Let $\theta = (\mu,\sigma,\psi)$ and define the sample moment:

\[g_{N}(\theta) = \frac{1}{N}\sum_{N}\left(\log(H_{n})-\mu-\psi\log(W)-\psi\sigma\log(C)\right)\mathbf{z}_{n}.\]

The GMM estimator is:

\[ \hat{\theta} = \arg\min_{\theta} g_{N}(\theta)^\prime \mathbf{W}_{N} g_{N}(\theta) \]

where $\mathbf{W}_{N}$ is a symmetric, positive definite weighting matrix. Since we have a linear system, this becomes a quadratic minimization problem with a known solution,¹ but the theory we develop will be more general.

Relevant questions for GMM are:

What value of $\mathbf{W}$ will give us the “best” performing estimator in the population? (And yes, we also have to define what “best” means).
Can we implement optimal weighting in finite sample?

12.4 The Savings Model

Let’s consider estimation of the income process for this model and save estimation of the preference parameters for our chapter on simulation. Recall from our discussion of identification and from Exercise 10.1 that we can identify the parameters of this process by matching implied variances and covariances. Supposing that we have more of these moments than we do parameters (i.e. that the parameters are over-identified by the moments), we can estimate the income process by minimum distance.

Recall the income process: \[ \varepsilon_{n,t+1} = \rho \varepsilon_{n,t} + \eta_{n,t+1},\qquad \eta_{n,t}\sim\mathcal{N}(0,\sigma^2_\eta) \]

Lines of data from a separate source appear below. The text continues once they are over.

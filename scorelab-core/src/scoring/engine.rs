//! Per-bar scoring.
//!
//! The engine reads the precomputed `IndicatorSet` at one index and sums
//! every rule's contribution. Rules run in a fixed order so the signal list
//! reads the same way on every bar:
//!
//! 1. KDJ evaluator
//! 2. StochRSI evaluator (rounded)
//! 3. RSI zone or layered RSI evaluator
//! 4. CCI, Bollinger, EMA position, MACD cross, SAR flip
//! 5. ATR direction (note only, no score)
//! 6. VWAP, AR/BR, CR, Ichimoku baseline, Keltner, TD Sequential
//!
//! A rule is skipped while its indicator is still warming up, and the KDJ
//! and StochRSI evaluators only ever see the series from its first real
//! value on. An evaluator that fails drops only its own contribution; the
//! failure is kept on the `BarScore` and reported to the `EventLog`.

use super::config::{RsiRule, ScoringConfig};
use super::{BarScore, SkippedEvaluator};
use crate::domain::Candle;
use crate::error::EvalError;
use crate::evaluate::{evaluate_kdj, evaluate_rsi, evaluate_stoch_rsi};
use crate::indicators::{Indicator, IndicatorSet};
use crate::log::EventLog;

const RSI_OVERSOLD: f64 = 30.0;
const RSI_OVERBOUGHT: f64 = 70.0;
const CCI_BAND: f64 = 100.0;
const ARBR_STRONG: f64 = 120.0;
const ARBR_WEAK: f64 = 80.0;
const CR_STRONG: f64 = 150.0;
const CR_WEAK: f64 = 100.0;
const TD_SETUP: i32 = 9;

/// Stateless scorer over one candle sequence and its indicators.
pub struct ScoringEngine<'a> {
    indicators: &'a IndicatorSet,
    candles: &'a [Candle],
    closes: Vec<f64>,
    config: &'a ScoringConfig,
    log: &'a dyn EventLog,
}

impl<'a> ScoringEngine<'a> {
    /// The indicator set must have been computed from `candles`.
    pub fn new(
        indicators: &'a IndicatorSet,
        candles: &'a [Candle],
        config: &'a ScoringConfig,
        log: &'a dyn EventLog,
    ) -> Self {
        assert_eq!(
            indicators.len(),
            candles.len(),
            "indicator set and candles must have the same length"
        );
        Self {
            indicators,
            candles,
            closes: candles.iter().map(|c| c.close).collect(),
            config,
            log,
        }
    }

    pub fn len(&self) -> usize {
        self.candles.len()
    }

    pub fn is_empty(&self) -> bool {
        self.candles.is_empty()
    }

    /// Score every bar in order.
    pub fn score_all(&self) -> Vec<BarScore> {
        (0..self.len()).filter_map(|i| self.score(i).ok()).collect()
    }

    /// Score the bar at `index`.
    pub fn score(&self, index: usize) -> Result<BarScore, EvalError> {
        EvalError::check_index(index, self.len())?;

        let mut bar = BarScore::new(index);
        self.kdj_rule(index, &mut bar);
        self.stoch_rsi_rule(index, &mut bar);
        self.rsi_rule(index, &mut bar);
        self.cci_rule(index, &mut bar);
        self.bollinger_rule(index, &mut bar);
        self.ema_rule(index, &mut bar);
        self.macd_rule(index, &mut bar);
        self.sar_rule(index, &mut bar);
        self.atr_note(index, &mut bar);
        self.vwap_rule(index, &mut bar);
        self.ar_br_rule(index, &mut bar);
        self.cr_rule(index, &mut bar);
        self.ichimoku_rule(index, &mut bar);
        self.keltner_rule(index, &mut bar);
        self.td_rule(index, &mut bar);

        self.log.bar_scored(&bar);
        Ok(bar)
    }

    fn ready(&self, indicator: Indicator, index: usize) -> bool {
        index >= self.indicators.warmup(indicator)
    }

    /// Ready and with a ready prior bar, for rules comparing two bars.
    fn ready_with_prior(&self, indicator: Indicator, index: usize) -> bool {
        index > self.indicators.warmup(indicator)
    }

    fn skip(&self, bar: &mut BarScore, evaluator: &'static str, error: EvalError) {
        self.log.evaluator_skipped(evaluator, bar.index, &error);
        bar.skipped.push(SkippedEvaluator { evaluator, error });
    }

    fn kdj_rule(&self, i: usize, bar: &mut BarScore) {
        if !self.ready_with_prior(Indicator::Kdj, i) {
            return;
        }
        // Persistence and divergence look back; keep the seed readings out of reach.
        let start = self.indicators.warmup(Indicator::Kdj);
        let seeded = &self.indicators.kdj[start..];
        match evaluate_kdj(seeded, &self.closes[start..], i - start, &self.config.kdj) {
            Ok(eval) => {
                bar.score += eval.score;
                bar.signals.extend(eval.signals);
            }
            Err(err) => self.skip(bar, "kdj", err),
        }
    }

    fn stoch_rsi_rule(&self, i: usize, bar: &mut BarScore) {
        let start = self.indicators.warmup(Indicator::StochRsi);
        if i < start {
            return;
        }
        // The evaluator looks back over prior values; hide the warm-up zeros.
        let seeded = &self.indicators.stoch_rsi[start..];
        match evaluate_stoch_rsi(seeded, i - start, &self.config.stoch_rsi) {
            Ok(res) => {
                bar.score += res.rounded_score();
                bar.signals.extend(res.signals);
            }
            Err(err) => self.skip(bar, "stoch_rsi", err),
        }
    }

    fn rsi_rule(&self, i: usize, bar: &mut BarScore) {
        if !self.ready(Indicator::Rsi, i) {
            return;
        }
        let rsi = self.indicators.rsi[i];
        match self.config.rsi_rule {
            RsiRule::Zone => {
                if rsi < RSI_OVERSOLD {
                    bar.add(1, format!("RSI {rsi:.1} below {RSI_OVERSOLD:.0}"));
                } else if rsi > RSI_OVERBOUGHT {
                    bar.add(-1, format!("RSI {rsi:.1} above {RSI_OVERBOUGHT:.0}"));
                }
            }
            RsiRule::Layered => match evaluate_rsi(&self.indicators.rsi, i) {
                Ok(res) => {
                    bar.score += res.rounded_score();
                    bar.signals.extend(res.signals);
                }
                Err(err) => self.skip(bar, "rsi", err),
            },
        }
    }

    fn cci_rule(&self, i: usize, bar: &mut BarScore) {
        if !self.ready(Indicator::Cci, i) {
            return;
        }
        let cci = self.indicators.cci[i];
        if cci > CCI_BAND {
            bar.add(1, "CCI above +100");
        } else if cci < -CCI_BAND {
            bar.add(-1, "CCI below -100");
        }
    }

    fn bollinger_rule(&self, i: usize, bar: &mut BarScore) {
        if !self.ready(Indicator::Bollinger, i) {
            return;
        }
        let close = self.closes[i];
        let bands = &self.indicators.bollinger;
        if close < bands.lower[i] {
            bar.add(1, "Close below lower Bollinger band");
        } else if close > bands.upper[i] {
            bar.add(-1, "Close above upper Bollinger band");
        }
    }

    fn ema_rule(&self, i: usize, bar: &mut BarScore) {
        if !self.ready(Indicator::EmaShort, i) || !self.ready(Indicator::EmaLong, i) {
            return;
        }
        let (short, long) = (self.indicators.ema_short[i], self.indicators.ema_long[i]);
        if short > long {
            bar.add(1, "Short EMA above long EMA");
        } else if short < long {
            bar.add(-1, "Short EMA below long EMA");
        }
    }

    fn macd_rule(&self, i: usize, bar: &mut BarScore) {
        if !self.ready_with_prior(Indicator::Macd, i) {
            return;
        }
        let m = &self.indicators.macd;
        let (line, signal) = (m.line[i], m.signal[i]);
        let (prev_line, prev_signal) = (m.line[i - 1], m.signal[i - 1]);
        if prev_line <= prev_signal && line > signal {
            bar.add(1, "MACD crossed above signal");
        } else if prev_line >= prev_signal && line < signal {
            bar.add(-1, "MACD crossed below signal");
        }
    }

    fn sar_rule(&self, i: usize, bar: &mut BarScore) {
        if !self.ready_with_prior(Indicator::Sar, i) {
            return;
        }
        let sar = &self.indicators.sar;
        let (prev_close, close) = (self.closes[i - 1], self.closes[i]);
        if prev_close <= sar[i - 1] && close > sar[i] {
            bar.add(1, "Close crossed above SAR");
        } else if prev_close >= sar[i - 1] && close < sar[i] {
            bar.add(-1, "Close crossed below SAR");
        }
    }

    fn atr_note(&self, i: usize, bar: &mut BarScore) {
        if !self.ready_with_prior(Indicator::Atr, i) {
            return;
        }
        let atr = &self.indicators.atr;
        if atr[i] > atr[i - 1] {
            bar.note("ATR rising");
        } else if atr[i] < atr[i - 1] {
            bar.note("ATR falling");
        }
    }

    fn vwap_rule(&self, i: usize, bar: &mut BarScore) {
        if !self.ready(Indicator::Vwap, i) {
            return;
        }
        let (close, vwap) = (self.closes[i], self.indicators.vwap[i]);
        if close > vwap {
            bar.add(1, "Close above VWAP");
        } else if close < vwap {
            bar.add(-1, "Close below VWAP");
        }
    }

    fn ar_br_rule(&self, i: usize, bar: &mut BarScore) {
        if !self.ready(Indicator::ArBr, i) {
            return;
        }
        let (ar, br) = (self.indicators.ar_br.ar[i], self.indicators.ar_br.br[i]);
        if ar > ARBR_STRONG && br > ARBR_STRONG {
            bar.add(1, "AR and BR above 120");
        } else if ar < ARBR_WEAK && br < ARBR_WEAK {
            bar.add(-1, "AR and BR below 80");
        }
    }

    fn cr_rule(&self, i: usize, bar: &mut BarScore) {
        if !self.ready(Indicator::Cr, i) {
            return;
        }
        let cr = self.indicators.cr[i];
        // Zero marks an undefined ratio.
        if cr == 0.0 {
            return;
        }
        if cr > CR_STRONG {
            bar.add(1, "CR above 150");
        } else if cr < CR_WEAK {
            bar.add(-1, "CR below 100");
        }
    }

    fn ichimoku_rule(&self, i: usize, bar: &mut BarScore) {
        if !self.ready(Indicator::Ichimoku, i) {
            return;
        }
        let (close, baseline) = (self.closes[i], self.indicators.ichimoku[i]);
        if close > baseline {
            bar.add(1, "Close above Ichimoku baseline");
        } else if close < baseline {
            bar.add(-1, "Close below Ichimoku baseline");
        }
    }

    fn keltner_rule(&self, i: usize, bar: &mut BarScore) {
        if !self.ready(Indicator::Keltner, i) {
            return;
        }
        let close = self.closes[i];
        let channel = &self.indicators.keltner;
        if close > channel.upper[i] {
            bar.add(1, "Close above Keltner upper band");
        } else if close < channel.lower[i] {
            bar.add(-1, "Close below Keltner lower band");
        }
    }

    fn td_rule(&self, i: usize, bar: &mut BarScore) {
        if !self.ready(Indicator::TdSequential, i) {
            return;
        }
        match self.indicators.td[i] {
            v if v == -TD_SETUP => bar.add(1, "TD Sequential down 9 (bottom exhaustion)"),
            v if v == TD_SETUP => bar.add(-1, "TD Sequential up 9 (top exhaustion)"),
            _ => {}
        }
    }
}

and consider the extended specification with permanent heterogeneity: \[ \log(y_{n,t}) = \mu_t + \alpha_n + \varepsilon_{n,t} \]

where $\alpha_n \sim (0,\sigma^2_\alpha)$ is an individual fixed effect. Let us further assume that in the first period, $\varepsilon_{0} = 0$. This gives us that

\[\varepsilon_{t} = \sum_{s=1}^{t}\rho^{t-s}\eta_{s}.\]

Define $\theta = (\rho, \sigma^2_\alpha, \sigma^2_\eta)$ as the parameters we wish to estimate.

12.4.1 The Minimum Distance Estimator

In Example 10.1, we considered identification of the income process by examining covariance restrictions in panel data. Here we’ll consider this approach as well as an alternative. Define

\[\epsilon = \log(y) - \mu_{t} = \alpha + \varepsilon \]

Let’s begin by noting the following generic relationships:

\[ \mathbb{V}[\epsilon_{t}] = \sigma^2_{\alpha} + \frac{(1-\rho^{2t})}{1-\rho^2}\rho^2\sigma^2_{\eta}\]

and

\[ \mathbb{V}[\epsilon_{t+1}] = \sigma^2_{\alpha} + \rho^2\mathbb{V}[\varepsilon_{t}] + \sigma^2_{\eta} \]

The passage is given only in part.